We look to this story of Elijah and learn from it. We have faith that God gives us what we need. We realize that we are oftentimes used as the angels of God here on earth to provide love and purpose for those in need. We will keep our lives filled with love and purpose, especially when we feel a dark call to a lonely place.

 

First Reading: First Book of Kings 19:4-8

But he himself went a day’s journey into the wilderness, and came and sat down under a solitary broom tree. He asked that he might die: “It is enough; now, O Lord, take away my life, for I am no better than my ancestors.” Then he lay down under the broom tree and fell asleep. Suddenly an angel touched him and said to him, “Get up and eat.” He looked, and there at his head was a cake baked on hot stones, and a jar of water. He ate and drank, and lay down again. The angel of the Lord came a second time, touched him, and said, “Get up and eat, otherwise the journey will be too much for you.” He got up, and ate and drank; then he went in the strength of that food forty days and forty nights to Horeb the mount of God.

 

Second Reading: Epistle to the Ephesians 4:32-5:2

Be kind to one another, tenderhearted, forgiving one another, as God in Christ has forgiven you. Therefore be imitators of God, as beloved children, and live in love, as Christ loved us and gave himself up for us, a fragrant offering and sacrifice to God.

Gospel: John 6:41-51

Then the Jews began to complain about him because he said, “I am the bread that came down from heaven.” They were saying, “Is not this Jesus, the son of Joseph, whose father and mother we know? How can he now say, ‘I have come down from heaven’?”

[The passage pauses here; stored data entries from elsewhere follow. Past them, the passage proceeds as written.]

//! Time source abstraction.
//!
//! All components take their timestamps from a shared `Clock` so tests can
//! drive the pipeline with a manually-advanced clock instead of sleeping.
//! Production uses wall time for timestamps and a monotonic instant for
//! staleness arithmetic; the system clock is never read directly elsewhere.

use chrono::{DateTime, Utc};
use parking_lot::RwLock;
use std::time::Instant;

pub trait Clock: Send + Sync {
    /// Wall-clock time (UTC). Used for timestamps, windows, and daily resets.
    fn now_utc(&self) -> DateTime<Utc>;

    /// Milliseconds on a monotonic axis. Never moves backward, even when the
    /// wall clock does.
    fn monotonic_ms(&self) -> u64;
}

/// Production clock.
pub struct SystemClock {
    origin: Instant,
}

impl SystemClock {
    pub fn new() -> Self {
        Self {
            origin: Instant::now(),
        }
    }
}

impl Default for SystemClock {
    fn default() -> Self {
        Self::new()
    }
}

impl Clock for SystemClock {
    fn now_utc(&self) -> DateTime<Utc> {
        Utc::now()
    }

    fn monotonic_ms(&self) -> u64 {
        self.origin.elapsed().as_millis() as u64
    }
}

/// Manually-advanced clock for tests. Monotonic time is derived from the
/// furthest wall time ever observed, so rewinding the wall clock (to test
/// skew handling) does not rewind the monotonic axis.
pub struct ManualClock {
    inner: RwLock<ManualClockState>,
}

struct ManualClockState {
    now: DateTime<Utc>,
    origin: DateTime<Utc>,
    high_water: DateTime<Utc>,
}

impl ManualClock {
    pub fn new(start: DateTime<Utc>) -> Self {
        Self {
            inner: RwLock::new(ManualClockState {
                now: start,
                origin: start,
                high_water: start,
            }),
        }
    }

    pub fn advance(&self, delta: chrono::Duration) {
        let mut state = self.inner.write();
        state.now += delta;
        if state.now > state.high_water {
            state.high_water = state.now;
        }
    }

    /// Set wall time directly. Backward jumps are allowed here; that is the
    /// point of testing the skew watchdog.
    pub fn set(&self, now: DateTime<Utc>) {
        let mut state = self.inner.write();
        state.now = now;
        if now > state.high_water {
            state.high_water = now;
        }
    }
}

impl Clock for ManualClock {
    fn now_utc(&self) -> DateTime<Utc> {
        self.inner.read().now
    }

    fn monotonic_ms(&self) -> u64 {
        let state = self.inner.read();
        state
            .high_water
            .signed_duration_since(state.origin)
            .num_milliseconds()
            .max(0) as u64
    }
}

#[cfg(test)]
mod tests {
    use super::*;
    use chrono::TimeZone;

    #[test]
    fn manual_clock_advances() {
        let start = Utc.with_ymd_and_hms(2025, 6, 1, 12, 0, 0).unwrap();
        let clock = ManualClock::new(start);
        assert_eq!(clock.now_utc(), start);

        clock.advance(chrono::Duration::seconds(7));
        assert_eq!(clock.now_utc(), start + chrono::Duration::seconds(7));
        assert_eq!(clock.monotonic_ms(), 7_000);
    }

    #[test]
    fn manual_clock_monotonic_survives_rewind() {
        let start = Utc.with_ymd_and_hms(2025, 6, 1, 12, 0, 0).unwrap();
        let clock = ManualClock::new(start);
        clock.advance(chrono::Duration::seconds(30));
        clock.set(start - chrono::Duration::seconds(10));

        // Wall time went backward, monotonic time did not.
        assert!(clock.now_utc() < start);
        assert_eq!(clock.monotonic_ms(), 30_000);
    }
}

Jesus answered them, “Do not complain among yourselves. No one can come to me unless drawn by the Father who sent me; and I will raise them up on the last day. It is written in the prophets, ‘And they shall all be taught by God.’ Everyone who has heard and learned from the Father comes to me. Not that anyone has seen the Father except the one who is from God; he has seen the Father. Very truly, I tell you, whoever believes has eternal life.

“I am the bread of life. Your ancestors ate the manna in the wilderness, and they died. This is the bread that comes down from heaven, so that one may eat of it and not die. I am the living bread that came down from heaven. Whoever eats of this bread will live forever; and the bread that I will give for the life of the world is my flesh.”